Major brokerages in New York, including Halstead Property, Bellmarc Realty, Brown Harris Stevens, Prudential Douglas Elliman and the Corcoran Group, say they are recording sales and profits that rival boom-time results. In fact, Douglas Elliman and Corcoran predict that this will be their most lucrative year by far.
So how has Manhattan and, to a similar extent, Turks & Caicos managed to avoid a slump?
“Obviously, the market was helped first by the rumor and the reality of bonus money,” said Frederick W. Peters, president of Warburg Realty, one of New York’s top brokerages since 1856. He was referring to the fourth straight year of substantial bonus increases, particularly on Wall Street, that along with a rising stock market helped push buyers off the sidelines at the end of 2006.
When it comes to the Turks & Caicos Islands, there are other factors to consider, too. Tourism is at record high and the local economy is doing well in general.
In addition, by offering property attributes that were previously unavailable in this jurisdiction or even in the wider Caribbean, some of the most successful condo-resort properties have truly created their own demand. This end-user market is seeking out the very best of everything including location, quality, service and amenities either within existing properties with successful track record, or the most compelling new developments.
As a result, the TCI market continues to be dominated by a few prize existing properties (Amanyara, Villas at Grace Bay Club and The Regent Palms) and impressive newly launched properties (including Dellis Cay Mandarin Oriental Residences, and less recently The Estate at Grace Bay Club, Ritz Carlton Molasses Reef, & Seven Stars).
Buyers have proven they are willing to pay a significant premium to buy in to stabilized operating environments (Amanyara, The Villas at Grace Bay Club, The Regent Palms) contributing to a 37% increase in re-sale volume from 2006 levels with purchasers seeking immediate gratification and less risk. While the prospect of short term financial gains is not of as great importance to end users as it is to speculators, the purchase needs to make financial sense and represent a hassle free opportunity on both financial and practical levels nonetheless. Given that existing re-sale opportunities at prime properties can be limited in availability and command premium pricing, buyers are also seduced by opportunities within newly launched offerings with compelling promises of excellent service and quality that still afford them more relaxed payment schedules (construction progress payments), better selection and more favorable pricing.

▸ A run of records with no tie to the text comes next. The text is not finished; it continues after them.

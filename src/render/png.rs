//! PNG output for composited frames.
//!
//! Converts a flattened frame to a PNG file with optional integer scaling.

use std::path::Path;

use crate::error::{EditError, Result};
use crate::types::{Artwork, RasterBuffer};

use super::composite_frame;

/// Write a buffer to a PNG file.
///
/// # Arguments
///
/// * `buffer` - The pixels to write
/// * `path` - Output file path
/// * `scale` - Integer scale factor (1 = no scaling)
pub fn write_png(buffer: &RasterBuffer, path: &Path, scale: u32) -> Result<()> {
    let scaled = scale_buffer(buffer, scale)?;

    scaled.to_image().save(path).map_err(|e| EditError::Io {
        path: path.to_path_buf(),
        message: format!("Failed to write PNG: {}", e),
    })?;

    Ok(())
}

/// Composite one frame of an artwork and write it as a PNG.
pub fn export_frame_png(artwork: &Artwork, frame: usize, path: &Path, scale: u32) -> Result<()> {
    if artwork.frame(frame).is_none() {
        return Err(EditError::Export {
            message: format!("Frame {} does not exist", frame),
            help: Some(format!("Frames are numbered 1 to {}", artwork.frame_count())),
        });
    }
    write_png(&composite_frame(artwork, frame), path, scale)
}

/// Scale a buffer by an integer factor.
///
/// Uses nearest-neighbour scaling for crisp pixel art. A scale of 0 is
/// treated as 1. Fails if the scaled size overflows.
pub fn scale_buffer(buffer: &RasterBuffer, scale: u32) -> Result<RasterBuffer> {
    if scale <= 1 {
        return Ok(buffer.clone());
    }

    let too_large = || EditError::Export {
        message: format!(
            "{}x{} at scale {} is too large",
            buffer.width(),
            buffer.height(),
            scale
        ),
        help: Some("Use a smaller scale".to_string()),
    };
    let width = buffer.width().checked_mul(scale).ok_or_else(too_large)?;
    let height = buffer.height().checked_mul(scale).ok_or_else(too_large)?;
    let mut scaled = RasterBuffer::try_new(width, height).map_err(|_| too_large())?;

    for (x, y, colour) in buffer.pixels() {
        for sy in 0..scale {
            for sx in 0..scale {
                scaled.set_pixel(x * scale + sx, y * scale + sy, colour);
            }
        }
    }

    Ok(scaled)
}

#[cfg(test)]
mod tests {
    use super::*;
    use crate::types::Colour;
    use tempfile::tempdir;

    fn checker() -> RasterBuffer {
        let mut buffer = RasterBuffer::new(2, 2);
        buffer.set_pixel(0, 0, Colour::BLACK);
        buffer.set_pixel(1, 0, Colour::WHITE);
        buffer.set_pixel(0, 1, Colour::WHITE);
        buffer.set_pixel(1, 1, Colour::BLACK);
        buffer
    }

    #[test]
    fn test_write_png_simple() {
        let dir = tempdir().unwrap();
        let path = dir.path().join("test.png");

        write_png(&checker(), &path, 1).unwrap();

        assert!(path.exists());

        // Read back and verify
        let img = image::open(&path).unwrap().to_rgba8();
        assert_eq!(img.width(), 2);
        assert_eq!(img.height(), 2);
        assert_eq!(img.get_pixel(0, 0).0, [0, 0, 0, 255]); // Black
        assert_eq!(img.get_pixel(1, 0).0, [255, 255, 255, 255]); // White
    }

    #[test]
    fn test_write_png_scaled() {
        let mut buffer = RasterBuffer::new(2, 1);
        buffer.set_pixel(0, 0, Colour::rgb(255, 0, 0));
        buffer.set_pixel(1, 0, Colour::rgb(0, 255, 0));

        let dir = tempdir().unwrap();
        let path = dir.path().join("scaled.png");

        write_png(&buffer, &path, 2).unwrap();

        let img = image::open(&path).unwrap().to_rgba8();
        assert_eq!(img.width(), 4);
        assert_eq!(img.height(), 2);
        assert_eq!(img.get_pixel(1, 0).0, [255, 0, 0, 255]); // Red (scaled)
        assert_eq!(img.get_pixel(2, 1).0, [0, 255, 0, 255]); // Green (scaled)
    }

    #[test]
    fn test_write_png_with_transparency() {
        let mut buffer = RasterBuffer::new(2, 1);
        buffer.set_pixel(1, 0, Colour::new(255, 0, 0, 128));

        let dir = tempdir().unwrap();
        let path = dir.path().join("alpha.png");

        write_png(&buffer, &path, 1).unwrap();

        let img = image::open(&path).unwrap().to_rgba8();
        assert_eq!(img.get_pixel(0, 0).0, [0, 0, 0, 0]);
        assert_eq!(img.get_pixel(1, 0).0, [255, 0, 0, 128]);
    }

    #[test]
    fn test_scale_buffer() {
        let scaled = scale_buffer(&checker(), 2).unwrap();

        assert_eq!(scaled.size(), (4, 4));
        assert_eq!(scaled.get_pixel(1, 1), Colour::BLACK);
        assert_eq!(scaled.get_pixel(2, 0), Colour::WHITE);
        assert_eq!(scaled.get_pixel(3, 3), Colour::BLACK);
    }

    #[test]
    fn test_scale_zero_treated_as_one() {
        assert_eq!(scale_buffer(&checker(), 0).unwrap(), checker());
    }

    #[test]
    fn test_scale_overflow_is_an_export_error() {
        let err = scale_buffer(&checker(), u32::MAX / 2 + 1).unwrap_err();
        assert!(matches!(err, EditError::Export { .. }));

        let dir = tempdir().unwrap();
        let path = dir.path().join("huge.png");
        assert!(write_png(&checker(), &path, u32::MAX).is_err());
        assert!(!path.exists());
    }

    #[test]
    fn test_export_matches_preview() {
        let mut artwork = Artwork::new("a", 2, 2);
        artwork
            .layer_mut(0)
            .unwrap()
            .frame_or_blank(1, 2, 2)
            .unwrap()
            .set_pixel(1, 1, Colour::new(30, 60, 90, 200));
        artwork.set_opacity(0, 80);

        let dir = tempdir().unwrap();
        let path = dir.path().join("frame.png");
        export_frame_png(&artwork, 1, &path, 1).unwrap();

        let exported = RasterBuffer::from_image(&image::open(&path).unwrap().to_rgba8());
        assert_eq!(exported, composite_frame(&artwork, 1));
    }

    #[test]
    fn test_export_missing_frame_fails() {
        let artwork = Artwork::new("a", 1, 1);
        let dir = tempdir().unwrap();
        let err = export_frame_png(&artwork, 2, &dir.path().join("x.png"), 1).unwrap_err();
        assert!(matches!(err, EditError::Export { .. }));
    }
}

In summary, the Turks & Caicos’ resort and real estate market is becoming as much about creating demand with highly unique, upscale properties with international reach, as it is about capturing demand with the more broad based Grace Bay type condominium projects. Purchasing a vacation property (and often third or fourth home) is clearly a buyer’s choice, not a necessity. And so, the most compelling properties (that speak to improved lifestyle) are usually the ones that do best for investment.
Developers and brokers alike remain believers themselves, overall positive on the long-term outlook of the real estate market. The Turks & Caicos Islands, in a similar way to Manhattan is being revealed as the one skillfully positioned to thrive in this increasingly discriminating and dynamic real estate landscape.